Taiki Hamamoto built an app playground to teach people about the Hanafuda, a Japanese card game that he discovered many of his friends didn’t know. According to Apple’s press release:
While Hamamoto stayed true to the game’s classic floral iconography, he also added a modern touch to the gameplay experience, incorporating video game concepts like hit points (HP) that resonate with younger generations. SwiftUI’s DragGesture helped him implement dynamic, highly responsive effects like cards tilting and glowing during movement, making the gameplay feel natural and engaging. He’s also experimenting with making Hanafuda Tactics playable on Apple Vision Pro.

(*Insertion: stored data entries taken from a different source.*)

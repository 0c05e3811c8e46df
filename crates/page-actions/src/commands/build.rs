//! Setup, finalize and build commands.

use std::path::{Path, PathBuf};

use anyhow::Result;

use crate::config::load_config;

/// Which lifecycle stages to run.
#[derive(Debug, Clone, Copy, PartialEq, Eq)]
pub enum Stage {
    /// Mirror documents and write the config module
    Setup,
    /// Write llms.txt from the generated output
    Finalize,
    /// Both, in order
    All,
}

/// Run the requested stages.
pub fn run(
    config_path: &Path,
    output: Option<PathBuf>,
    base_url: Option<String>,
    stage: Stage,
) -> Result<()> {
    let file_config = load_config(config_path)?;
    let builder = file_config.builder(output, base_url)?;

    match stage {
        Stage::Setup => {
            let result = builder.setup()?;
            tracing::info!(
                "Mirrored {} documents, wrote {} modules",
                result.documents,
                result.modules
            );
        }
        Stage::Finalize => {
            let result = builder.finalize()?;
            log_finalize(result.pages, &result.files);
        }
        Stage::All => {
            tracing::info!("Building page actions...");
            let result = builder.build()?;
            tracing::info!(
                "Mirrored {} documents, wrote {} modules",
                result.setup.documents,
                result.setup.modules
            );
            log_finalize(result.finalize.pages, &result.finalize.files);
            tracing::info!("Done in {}ms", result.duration_ms);
        }
    }

    tracing::info!("Output: {}", builder.output_dir().display());

    Ok(())
}

fn log_finalize(pages: usize, files: &[PathBuf]) {
    tracing::info!("Found {} generated pages", pages);
    for file in files {
        tracing::info!("Wrote {}", file.display());
    }
}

Marina Lee, is a computer science student at the University of Southern California. A call from her grandmother who was alerted to evacuate her home because of wildfires in the L.A. area inspired Lee to create EvacuMate to help users prepare an emergency checklist in case of evacuations like her grandmother’s. In addition:
Lee integrated the iPhone camera roll into the app so users can upload copies of important documents, and added the ability to import emergency contacts through their iPhone contacts list. She also included resources on topics like checking air quality levels and assembling a first-aid kit.
Luciana Ortiz Nolasco built BreakDownCosmic:
a virtual gathering place where users can add upcoming astronomical events around the world to their calendars, earn medals for accomplishing “missions,” and chat with fellow astronomers about what they see.
Ortiz Nolasco who is 15 and from Nuevo León, Mexico will attend WWDC with the other Distinguished Student Winners and plans to continue work on BreakDownCosmic when she returns home with the goal of releasing it on the App Store.
Nahom Worku grew up in Ethiopia and Canada and learned to code during the pandemic. Worku’s submission for the Swift Student Challenge app playground, AccessEd, is designed to offer educational resources in places where Internet connectivity doesn’t exist or is spotty.
Built using Apple’s machine learning and AI tools, such as Core ML and the Natural Language framework, the app recommends courses based on a student’s background, creating a truly personalized experience.
Congratulations to all of this year’s Swift Student Challenge winners. I’m always impressed with the projects we’ve learned about through Apple’s press releases and past interviews we’ve done on AppStories. It’s always a pleasure to watch a new generation of kids learn to code and become the developers whose apps I know we’ll cover in coming years on MacStories.